Sara Moores Campbell (now Sarah York, I understand) offers us this prayer:
Give us the spirit of the child.
Give us the child who lives within:
The child who trusts,
The child who imagines,
The child who sings,
The child who receives without reservation,
The child who gives without judgment.
Give us a child's eyes, that we may receive the beauty and freshness of this day like a sunrise;
Give us a child's ears, that we may hear the music of mythical times.
Give us a child's faith, that we may be cured of our cynicism.
Give us the spirit of the child,
Who is not afraid to need;
Who is not afraid to love.
Children are what growing looks like.
If it seems paradoxical what Shunryu Suzuki once said -- he said: “All of you are perfect just the way you are, and you could use a little improvement” -- if that seems contradictory to you, or at least paradoxical -- just look at a child.
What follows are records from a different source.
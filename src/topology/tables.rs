//! Fixed combinatorial tables of the reference octree.
//!
//! Corners are numbered in z-order (binary `zyx`: 000, 001, ..., 111).
//! Faces are ordered -x, +x, -y, +y, -z, +z. Edges 0..4 run along x,
//! 4..8 along y, 8..12 along z; within each group the two remaining
//! coordinates count up in the same binary order as corners.
//!
//! Entries of `-1` mean "no such relation". Everything here is `const`
//! data: there is nothing to initialize.

/// Spatial dimension.
pub const DIM: usize = 3;
/// Faces of a tree.
pub const FACES: usize = 2 * DIM;
/// Children of an octant, equal to the number of tree corners.
pub const CHILDREN: usize = 8;
/// Corners on a face.
pub const HALF: usize = CHILDREN / 2;
/// Edges of a tree.
pub const EDGES: usize = 12;
/// Size of the insulation layer around an octant.
pub const INSUL: usize = 27;
/// Number of integers in an expanded face transform.
pub const FTRANSFORM: usize = 9;

/// Corner numbers 0..8 for each tree face.
pub const FACE_CORNERS: [[usize; HALF]; FACES] = [
    [0, 2, 4, 6],
    [1, 3, 5, 7],
    [0, 1, 4, 5],
    [2, 3, 6, 7],
    [0, 1, 2, 3],
    [4, 5, 6, 7],
];

/// Edge numbers 0..12 for each tree face.
pub const FACE_EDGES: [[usize; 4]; FACES] = [
    [4, 6, 8, 10],
    [5, 7, 9, 11],
    [0, 2, 8, 9],
    [1, 3, 10, 11],
    [0, 1, 4, 5],
    [2, 3, 6, 7],
];

/// The face opposite each face, i.e. the face number seen from a
/// neighbor across an aligned connection.
pub const FACE_DUAL: [usize; FACES] = [1, 0, 3, 2, 5, 4];

/// The 8 of the 24 permutations of face corners that occur between
/// right-handed trees.
pub const FACE_PERMUTATIONS: [[usize; HALF]; 8] = [
    [0, 1, 2, 3],
    [0, 2, 1, 3],
    [1, 0, 3, 2],
    [1, 3, 0, 2],
    [2, 0, 3, 1],
    [2, 3, 0, 1],
    [3, 1, 2, 0],
    [3, 2, 1, 0],
];

/// The 3 sets of 4 permutations, indexed by face orientation.
pub const FACE_PERMUTATION_SETS: [[usize; 4]; 3] = [
    [1, 2, 5, 6],
    [0, 3, 4, 7],
    [0, 4, 3, 7],
];

/// Permutation set for each face pair, indexed `[my_face][neighbor_face]`.
pub const FACE_PERMUTATION_REFS: [[usize; FACES]; FACES] = [
    [0, 1, 1, 0, 0, 1],
    [2, 0, 0, 1, 1, 0],
    [2, 0, 0, 1, 1, 0],
    [0, 2, 2, 0, 0, 1],
    [0, 2, 2, 0, 0, 1],
    [2, 0, 0, 2, 2, 0],
];

/// Face numbers 0..6 touching each tree edge.
pub const EDGE_FACES: [[usize; 2]; EDGES] = [
    [2, 4],
    [3, 4],
    [2, 5],
    [3, 5],
    [0, 4],
    [1, 4],
    [0, 5],
    [1, 5],
    [0, 2],
    [1, 2],
    [0, 3],
    [1, 3],
];

/// Corner numbers 0..8 at both ends of each tree edge, in edge direction.
pub const EDGE_CORNERS: [[usize; 2]; EDGES] = [
    [0, 1],
    [2, 3],
    [4, 5],
    [6, 7],
    [0, 2],
    [1, 3],
    [4, 6],
    [5, 7],
    [0, 4],
    [1, 5],
    [2, 6],
    [3, 7],
];

/// Face corner numbers of both edge ends, for each face touching the edge.
#[rustfmt::skip]
pub const EDGE_FACE_CORNERS: [[[i8; 2]; FACES]; EDGES] = [
    [[-1, -1], [-1, -1], [ 0,  1], [-1, -1], [ 0,  1], [-1, -1]],
    [[-1, -1], [-1, -1], [-1, -1], [ 0,  1], [ 2,  3], [-1, -1]],
    [[-1, -1], [-1, -1], [ 2,  3], [-1, -1], [-1, -1], [ 0,  1]],
    [[-1, -1], [-1, -1], [-1, -1], [ 2,  3], [-1, -1], [ 2,  3]],
    [[ 0,  1], [-1, -1], [-1, -1], [-1, -1], [ 0,  2], [-1, -1]],
    [[-1, -1], [ 0,  1], [-1, -1], [-1, -1], [ 1,  3], [-1, -1]],
    [[ 2,  3], [-1, -1], [-1, -1], [-1, -1], [-1, -1], [ 0,  2]],
    [[-1, -1], [ 2,  3], [-1, -1], [-1, -1], [-1, -1], [ 1,  3]],
    [[ 0,  2], [-1, -1], [ 0,  2], [-1, -1], [-1, -1], [-1, -1]],
    [[-1, -1], [ 0,  2], [ 1,  3], [-1, -1], [-1, -1], [-1, -1]],
    [[ 1,  3], [-1, -1], [-1, -1], [ 0,  2], [-1, -1], [-1, -1]],
    [[-1, -1], [ 1,  3], [-1, -1], [ 1,  3], [-1, -1], [-1, -1]],
];

/// Face numbers 0..6 touching each tree corner.
pub const CORNER_FACES: [[usize; 3]; CHILDREN] = [
    [0, 2, 4],
    [1, 2, 4],
    [0, 3, 4],
    [1, 3, 4],
    [0, 2, 5],
    [1, 2, 5],
    [0, 3, 5],
    [1, 3, 5],
];

/// Edge numbers 0..12 touching each tree corner.
pub const CORNER_EDGES: [[usize; 3]; CHILDREN] = [
    [0, 4, 8],
    [0, 5, 9],
    [1, 4, 10],
    [1, 5, 11],
    [2, 6, 8],
    [2, 7, 9],
    [3, 6, 10],
    [3, 7, 11],
];

/// Face corner number of each tree corner on each face touching it.
#[rustfmt::skip]
pub const CORNER_FACE_CORNERS: [[i8; FACES]; CHILDREN] = [
    [ 0, -1,  0, -1,  0, -1],
    [-1,  0,  1, -1,  1, -1],
    [ 1, -1, -1,  0,  2, -1],
    [-1,  1, -1,  1,  3, -1],
    [ 2, -1,  2, -1, -1,  0],
    [-1,  2,  3, -1, -1,  1],
    [ 3, -1, -1,  2, -1,  2],
    [-1,  3, -1,  3, -1,  3],
];

/// For child `c` and the child's edge `e`: the parent face containing the
/// edge when it lies inside a parent face, else -1.
#[rustfmt::skip]
pub const CHILD_EDGE_FACES: [[i8; EDGES]; CHILDREN] = [
    [-1,  4,  2, -1, -1,  4,  0, -1, -1,  2,  0, -1],
    [-1,  4,  2, -1,  4, -1, -1,  1,  2, -1, -1,  1],
    [ 4, -1, -1,  3, -1,  4,  0, -1,  0, -1, -1,  3],
    [ 4, -1, -1,  3,  4, -1, -1,  1, -1,  1,  3, -1],
    [ 2, -1, -1,  5,  0, -1, -1,  5, -1,  2,  0, -1],
    [ 2, -1, -1,  5, -1,  1,  5, -1,  2, -1, -1,  1],
    [-1,  3,  5, -1,  0, -1, -1,  5,  0, -1, -1,  3],
    [-1,  3,  5, -1, -1,  1,  5, -1, -1,  1,  3, -1],
];

/// For child `c` and the child's corner `k`: the parent face containing
/// the corner when it lies inside a parent face, else -1.
#[rustfmt::skip]
pub const CHILD_CORNER_FACES: [[i8; CHILDREN]; CHILDREN] = [
    [-1, -1, -1,  4, -1,  2,  0, -1],
    [-1, -1,  4, -1,  2, -1, -1,  1],
    [-1,  4, -1, -1,  0, -1, -1,  3],
    [ 4, -1, -1, -1, -1,  1,  3, -1],
    [-1,  2,  0, -1, -1, -1, -1,  5],
    [ 2, -1, -1,  1, -1, -1,  5, -1],
    [ 0, -1, -1,  3, -1,  5, -1, -1],
    [-1,  1,  3, -1,  5, -1, -1, -1],
];

/// For child `c` and the child's corner `k`: the parent edge containing
/// the corner when it lies inside a parent edge, else -1.
#[rustfmt::skip]
pub const CHILD_CORNER_EDGES: [[i8; CHILDREN]; CHILDREN] = [
    [-1,  0,  4, -1,  8, -1, -1, -1],
    [ 0, -1, -1,  5, -1,  9, -1, -1],
    [ 4, -1, -1,  1, -1, -1, 10, -1],
    [-1,  5,  1, -1, -1, -1, -1, 11],
    [ 8, -1, -1, -1, -1,  2,  6, -1],
    [-1,  9, -1, -1,  2, -1, -1,  7],
    [-1, -1, 10, -1,  6, -1, -1,  3],
    [-1, -1, -1, 11, -1,  7,  3, -1],
];

/// Coordinate axis normal to a face.
#[inline]
pub const fn face_axis(face: usize) -> usize {
    face / 2
}

/// Coordinate axis an edge runs along.
#[inline]
pub const fn edge_axis(edge: usize) -> usize {
    edge / 4
}

/// Reference-cube coordinates (0 or 1 per axis) of a tree corner.
#[inline]
pub const fn corner_coords(corner: usize) -> [usize; DIM] {
    [corner & 1, (corner >> 1) & 1, (corner >> 2) & 1]
}

/// Edge whose end corners are exactly `a` then `b`, in either direction.
/// Returns the edge and whether `a -> b` runs against the edge direction.
pub fn edge_between(a: usize, b: usize) -> Option<(usize, bool)> {
    EDGE_CORNERS.iter().enumerate().find_map(|(e, &[c0, c1])| {
        if c0 == a && c1 == b {
            Some((e, false))
        } else if c0 == b && c1 == a {
            Some((e, true))
        } else {
            None
        }
    })
}

#[cfg(test)]
mod tests {
    use super::*;

    #[test]
    fn face_corner_and_edge_tables_agree() {
        for f in 0..FACES {
            for (i, &c) in FACE_CORNERS[f].iter().enumerate() {
                assert_eq!(CORNER_FACE_CORNERS[c][f], i as i8);
                assert!(CORNER_FACES[c].contains(&f));
                assert_eq!(corner_coords(c)[face_axis(f)], f % 2);
            }
            for &e in &FACE_EDGES[f] {
                assert!(EDGE_FACES[e].contains(&f));
                assert!(EDGE_CORNERS[e].iter().all(|c| FACE_CORNERS[f].contains(c)));
            }
            assert_eq!(FACE_DUAL[FACE_DUAL[f]], f);
        }
    }

    #[test]
    fn edge_face_corners_match_face_corners() {
        for e in 0..EDGES {
            for f in 0..FACES {
                let [a, b] = EDGE_FACE_CORNERS[e][f];
                if EDGE_FACES[e].contains(&f) {
                    assert_eq!(FACE_CORNERS[f][a as usize], EDGE_CORNERS[e][0]);
                    assert_eq!(FACE_CORNERS[f][b as usize], EDGE_CORNERS[e][1]);
                } else {
                    assert_eq!((a, b), (-1, -1));
                }
            }
        }
    }

    #[test]
    fn corner_edges_contain_the_corner() {
        for c in 0..CHILDREN {
            for &e in &CORNER_EDGES[c] {
                assert!(EDGE_CORNERS[e].contains(&c));
            }
            let axes: Vec<_> = CORNER_EDGES[c].iter().map(|&e| edge_axis(e)).collect();
            assert_eq!(axes, vec![0, 1, 2]);
        }
    }

    #[test]
    fn child_tables_are_consistent() {
        for c in 0..CHILDREN {
            // a child corner that touches the parent's interior lies on no face or edge
            let inner = 7 - c;
            assert_eq!(CHILD_CORNER_FACES[c][inner], -1);
            assert_eq!(CHILD_CORNER_EDGES[c][inner], -1);
            // the child's own parent corner is on a parent corner, not face/edge
            assert_eq!(CHILD_CORNER_FACES[c][c], -1);
            assert_eq!(CHILD_CORNER_EDGES[c][c], -1);
            for k in 0..CHILDREN {
                let f = CHILD_CORNER_FACES[c][k];
                if f >= 0 {
                    assert!(CORNER_FACES[c].contains(&(f as usize)));
                }
                let e = CHILD_CORNER_EDGES[c][k];
                if e >= 0 {
                    assert!(CORNER_EDGES[c].contains(&(e as usize)));
                }
            }
            for e in 0..EDGES {
                let f = CHILD_EDGE_FACES[c][e];
                if f >= 0 {
                    assert!(CORNER_FACES[c].contains(&(f as usize)));
                }
            }
        }
    }

    #[test]
    fn edge_between_finds_direction() {
        assert_eq!(edge_between(0, 1), Some((0, false)));
        assert_eq!(edge_between(7, 3), Some((11, true)));
        assert_eq!(edge_between(0, 7), None);
    }
}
Perfect, right?

If you have doubts about that, just ask the child’s parents. They’ll tell you: perfect.

If you are still having your doubts, if you are imagining a child who doesn’t seem perfect, think younger. If you’re imagining a flawed 13-year-old, imagine a 6-year-old. If you’re imagining an imperfect 6-year-old, imagine a 2-year-old,.;..oh, wait, maybe skip the 2-year-old. Imagine a newborn.

My first encounter with undeniable human perfection came the day my daughter was born. She was perfect then. She's 31-years-old now. If I ask, "When did she ever stop being perfect?" I have to answer, "She never did." And if she never stopped being perfect, then neither did I. Neither did you.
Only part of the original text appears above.